| REQUIREMENT |
Copy the lines below exactly, starting at the line that contains "pub fn new(kind: RuleKind, value: impl" and stopping after the last line, and include no other lines.

Saved entries
//! Test fixtures for the policy routes

#![allow(dead_code)]

use axum::body::Body;
use axum::http::{Request, Response};
use axum::Router;
use chrono::Utc;
use classnet_common::models::{Classroom, DeviceUpsert, Rule, RuleGroup, RuleKind};
use classnet_config::TokensConfig;
use classnet_db::{DeviceRepository, InMemoryDeviceRepository};
use classnet_policy::{CatalogData, InMemoryPolicyCatalog};
use classnet_tokens::TokenIssuer;
use std::sync::Arc;
use tower::ServiceExt;

pub struct TestEnv {
    pub issuer: Arc<TokenIssuer>,
    pub devices: Arc<InMemoryDeviceRepository>,
    pub catalog: Arc<InMemoryPolicyCatalog>,
}

pub fn issuer() -> TokenIssuer {
    TokenIssuer::from_config(&TokensConfig {
        server_secret: "0123456789abcdef0123456789abcdef".to_string(),
        registration_token: Some("reg-token".to_string()),
        shared_secret: Some("rotate-secret".to_string()),
        enrollment_ttl_minutes: 60,
    })
    .expect("issuer")
}

pub fn group(id: &str, name: &str, domains: &[&str]) -> RuleGroup {
    RuleGroup {
        id: id.to_string(),
        name: name.to_string(),
        display_name: None,
        enabled: true,
        rules: domains
            .iter()
            .map(|d| Rule::new(RuleKind::Whitelist, *d))
            .collect(),
    }
}

pub fn classroom(id: &str, name: &str, default_group: Option<&str>) -> Classroom {
    Classroom {
        id: id.to_string(),
        name: name.to_string(),
        display_name: None,
        active_group_id: None,
        default_group_id: default_group.map(str::to_string),
    }
}

/// Lab A uses group "base", Lab Empty has no group, "exam" is disabled.
pub fn catalog_data() -> CatalogData {
    let mut exam = group("exam", "exam-mode", &["exam.example.org"]);
    exam.enabled = false;
    CatalogData {
        classrooms: vec![
            classroom("lab-a", "Lab A", Some("base")),
            classroom("lab-empty", "Lab Empty", None),
        ],
        groups: vec![group("base", "base", &["example.org", "wikipedia.org"]), exam],
    }
}

pub fn env() -> TestEnv {
    TestEnv {
        issuer: Arc::new(issuer()),
        devices: Arc::new(InMemoryDeviceRepository::new()),
        catalog: Arc::new(InMemoryPolicyCatalog::new(catalog_data()).expect("catalog")),
    }
}

impl TestEnv {
    pub fn router(&self) -> Router {
        classnet_policy::routes(
            self.issuer.clone(),
            self.devices.clone(),
            self.catalog.clone(),
        )
    }

    /// Register `hostname` in `classroom_id` directly and return its token.
    pub async fn device_token(&self, hostname: &str, classroom_id: &str) -> String {
        let credential = self.issuer.issue_device_token().expect("credential");
        self.devices
            .upsert(DeviceUpsert {
                id: format!("id-{}", hostname),
                hostname: hostname.to_string(),
                classroom_id: classroom_id.to_string(),
                installed_version: None,
                token_seed: credential.seed,
                token_hash: credential.hash,
                now: Utc::now(),
            })
            .await
            .expect("upsert");
        credential.token
    }
}

pub async fn get(router: &Router, uri: &str, if_none_match: Option<&str>) -> Response<Body> {
    let mut request = Request::builder().uri(uri);
    if let Some(tag) = if_none_match {
        request = request.header("if-none-match", tag);
    }
    router
        .clone()
        .oneshot(request.body(Body::empty()).unwrap())
        .await
        .unwrap()
}

pub async fn body_text(response: Response<Body>) -> String {
    let bytes = axum::body::to_bytes(response.into_body(), usize::MAX)
        .await
        .unwrap();
    String::from_utf8(bytes.to_vec()).unwrap()
}
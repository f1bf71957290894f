//! Administrator authentication from configured access tokens.
//!
//! Stand-in for the external admin session service: each configured entry
//! holds the SHA-256 of an access token and the classrooms it may manage.

use classnet_common::models::AdminPrincipal;
use classnet_common::services::{AdminAuthenticator, BoxFuture};
use classnet_common::ClassnetError;
use classnet_config::AdminConfig;
use tracing::debug;

use crate::secrets::hash_token;

#[derive(Debug, Clone)]
struct Entry {
    token_sha256: String,
    principal: AdminPrincipal,
}

#[derive(Debug, Clone, Default)]
pub struct StaticAdminAuthenticator {
    entries: Vec<Entry>,
}

impl StaticAdminAuthenticator {
    pub fn from_config(config: &AdminConfig) -> Self {
        let entries = config
            .access_tokens
            .iter()
            .map(|t| Entry {
                token_sha256: t.token_sha256.trim().to_ascii_lowercase(),
                principal: AdminPrincipal {
                    name: t.name.clone(),
                    classrooms: t.classrooms.clone(),
                },
            })
            .collect();
        Self { entries }
    }

    pub fn authenticate_sync(&self, bearer: &str) -> Option<AdminPrincipal> {
        let presented = hash_token(bearer);
        // Compare against every entry so timing does not reveal which one matched.
        let mut found = None;
        for entry in &self.entries {
            if constant_time_eq::constant_time_eq(
                entry.token_sha256.as_bytes(),
                presented.as_bytes(),
            ) {
                found = Some(entry.principal.clone());
            }
        }
        if found.is_none() {
            debug!("Admin access token not recognized");
        }
        found
    }
}

impl AdminAuthenticator for StaticAdminAuthenticator {
    fn authenticate<'a>(
        &'a self,
        bearer: &'a str,
    ) -> BoxFuture<'a, Option<AdminPrincipal>, ClassnetError> {
        let principal = self.authenticate_sync(bearer);
        Box::pin(async move { Ok(principal) })
    }
}

#[cfg(test)]
mod tests {
    use super::*;
    use classnet_config::AdminAccessToken;

    fn authenticator() -> StaticAdminAuthenticator {
        StaticAdminAuthenticator::from_config(&AdminConfig {
            access_tokens: vec![
                AdminAccessToken {
                    name: "lab-teacher".to_string(),
                    token_sha256: hash_token("teacher-token").to_uppercase(),
                    classrooms: vec!["lab-a".to_string()],
                },
                AdminAccessToken {
                    name: "it".to_string(),
                    token_sha256: hash_token("it-token"),
                    classrooms: vec![],
                },
            ],
        })
    }

    #[tokio::test]
    async fn resolves_known_tokens() {
        let auth = authenticator();
        let teacher = auth.authenticate("teacher-token").await.unwrap().unwrap();
        assert_eq!(teacher.name, "lab-teacher");
        assert!(teacher.can_manage("lab-a"));
        assert!(!teacher.can_manage("lab-b"));

        let it = auth.authenticate("it-token").await.unwrap().unwrap();
        assert!(it.can_manage("lab-b"));
    }

    #[tokio::test]
    async fn unknown_tokens_resolve_to_none() {
        let auth = authenticator();
        assert!(auth.authenticate("nope").await.unwrap().is_none());
        assert!(StaticAdminAuthenticator::default()
            .authenticate("it-token")
            .await
            .unwrap()
            .is_none());
    }
}
// --- File: crates/classnet_common/src/models.rs ---

// Data structures shared by the registry, the policy resolver and the
// distribution endpoints.

use chrono::{DateTime, Utc};
use serde::{Deserialize, Serialize};

/// A registered machine.
///
/// The live bearer token is never stored. `token_seed` is the per-device
/// random seed the token is derived from, `token_hash` the SHA-256 hex of the
/// token itself, used for lookup.
#[derive(Debug, Clone, PartialEq, Eq, Serialize, Deserialize)]
pub struct Device {
    /// Internal identifier (UUID v4).
    pub id: String,

    /// Natural key, trimmed and lowercased.
    pub hostname: String,

    pub classroom_id: String,

    pub installed_version: Option<String>,

    #[serde(skip_serializing)]
    pub token_seed: String,

    #[serde(skip_serializing)]
    pub token_hash: String,

    pub registered_at: DateTime<Utc>,

    pub last_seen_at: DateTime<Utc>,
}

/// Values for an insert-or-refresh keyed on hostname.
///
/// `id`, `token_seed` and `token_hash` only apply when the hostname is new;
/// an existing row keeps its identity and token.
#[derive(Debug, Clone)]
pub struct DeviceUpsert {
    pub id: String,
    pub hostname: String,
    pub classroom_id: String,
    pub installed_version: Option<String>,
    pub token_seed: String,
    pub token_hash: String,
    pub now: DateTime<Utc>,
}

/// Outcome of an upsert: the stored row and whether it was just created.
#[derive(Debug, Clone)]
pub struct UpsertOutcome {
    pub device: Device,
    pub created: bool,
}

/// A classroom as seen by the policy resolver.
#[cfg_attr(feature = "openapi", derive(utoipa::ToSchema))]
#[derive(Debug, Clone, PartialEq, Eq, Serialize, Deserialize)]
#[serde(rename_all = "camelCase")]
pub struct Classroom {
    pub id: String,
    /// Name used by installers when registering.
    pub name: String,
    #[serde(default)]
    pub display_name: Option<String>,
    /// Group applied right now, typically set by a schedule.
    #[serde(default)]
    pub active_group_id: Option<String>,
    /// Group applied when nothing else is active.
    #[serde(default)]
    pub default_group_id: Option<String>,
}

impl Classroom {
    /// The group that currently governs this classroom, if any.
    pub fn effective_group_id(&self) -> Option<&str> {
        self.active_group_id
            .as_deref()
            .or(self.default_group_id.as_deref())
            .filter(|id| !id.is_empty())
    }
}

/// Which section of the policy document a rule lands in.
#[cfg_attr(feature = "openapi", derive(utoipa::ToSchema))]
#[derive(Debug, Clone, Copy, PartialEq, Eq, Hash, PartialOrd, Ord, Serialize, Deserialize)]
#[serde(rename_all = "snake_case")]
pub enum RuleKind {
    Whitelist,
    BlockedSubdomain,
    BlockedPath,
}

#[cfg_attr(feature = "openapi", derive(utoipa::ToSchema))]
#[derive(Debug, Clone, PartialEq, Eq, Serialize, Deserialize)]
pub struct Rule {
    pub kind: RuleKind,
    pub value: String,
}

impl Rule {
    pub fn new(kind: RuleKind, value: impl Into<String>) -> Self {
        Self {
            kind,
            value: value.into(),
        }
    }
}

/// A named set of rules.
#[cfg_attr(feature = "openapi", derive(utoipa::ToSchema))]
#[derive(Debug, Clone, PartialEq, Eq, Serialize, Deserialize)]
#[serde(rename_all = "camelCase")]
pub struct RuleGroup {
    pub id: String,
    /// Public name used by `/export/{name}.txt`.
    pub name: String,
    #[serde(default)]
    pub display_name: Option<String>,
    #[serde(default = "default_enabled")]
    pub enabled: bool,
    #[serde(default)]
    pub rules: Vec<Rule>,
}

fn default_enabled() -> bool {
    true
}

/// An authenticated administrator.
#[derive(Debug, Clone, PartialEq, Eq)]
pub struct AdminPrincipal {
    pub name: String,
    /// Classroom ids this principal may manage. Empty means all.
    pub classrooms: Vec<String>,
}

impl AdminPrincipal {
    pub fn can_manage(&self, classroom_id: &str) -> bool {
        self.classrooms.is_empty() || self.classrooms.iter().any(|c| c == classroom_id)
    }
}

| RESPONSE AREA |
    pub fn new(kind: RuleKind, value: impl Into<String>) -> Self {
        Self {
            kind,
            value: value.into(),
        }
    }
}

/// A named set of rules.
#[cfg_attr(feature = "openapi", derive(utoipa::ToSchema))]
#[derive(Debug, Clone, PartialEq, Eq, Serialize, Deserialize)]
#[serde(rename_all = "camelCase")]
pub struct RuleGroup {
    pub id: String,
    /// Public name used by `/export/{name}.txt`.
    pub name: String,
    #[serde(default)]
    pub display_name: Option<String>,
    #[serde(default = "default_enabled")]
    pub enabled: bool,
    #[serde(default)]
    pub rules: Vec<Rule>,
}

fn default_enabled() -> bool {
    true
}

/// An authenticated administrator.
#[derive(Debug, Clone, PartialEq, Eq)]
pub struct AdminPrincipal {
    pub name: String,
    /// Classroom ids this principal may manage. Empty means all.
    pub classrooms: Vec<String>,
}

impl AdminPrincipal {
    pub fn can_manage(&self, classroom_id: &str) -> bool {
        self.classrooms.is_empty() || self.classrooms.iter().any(|c| c == classroom_id)
    }
}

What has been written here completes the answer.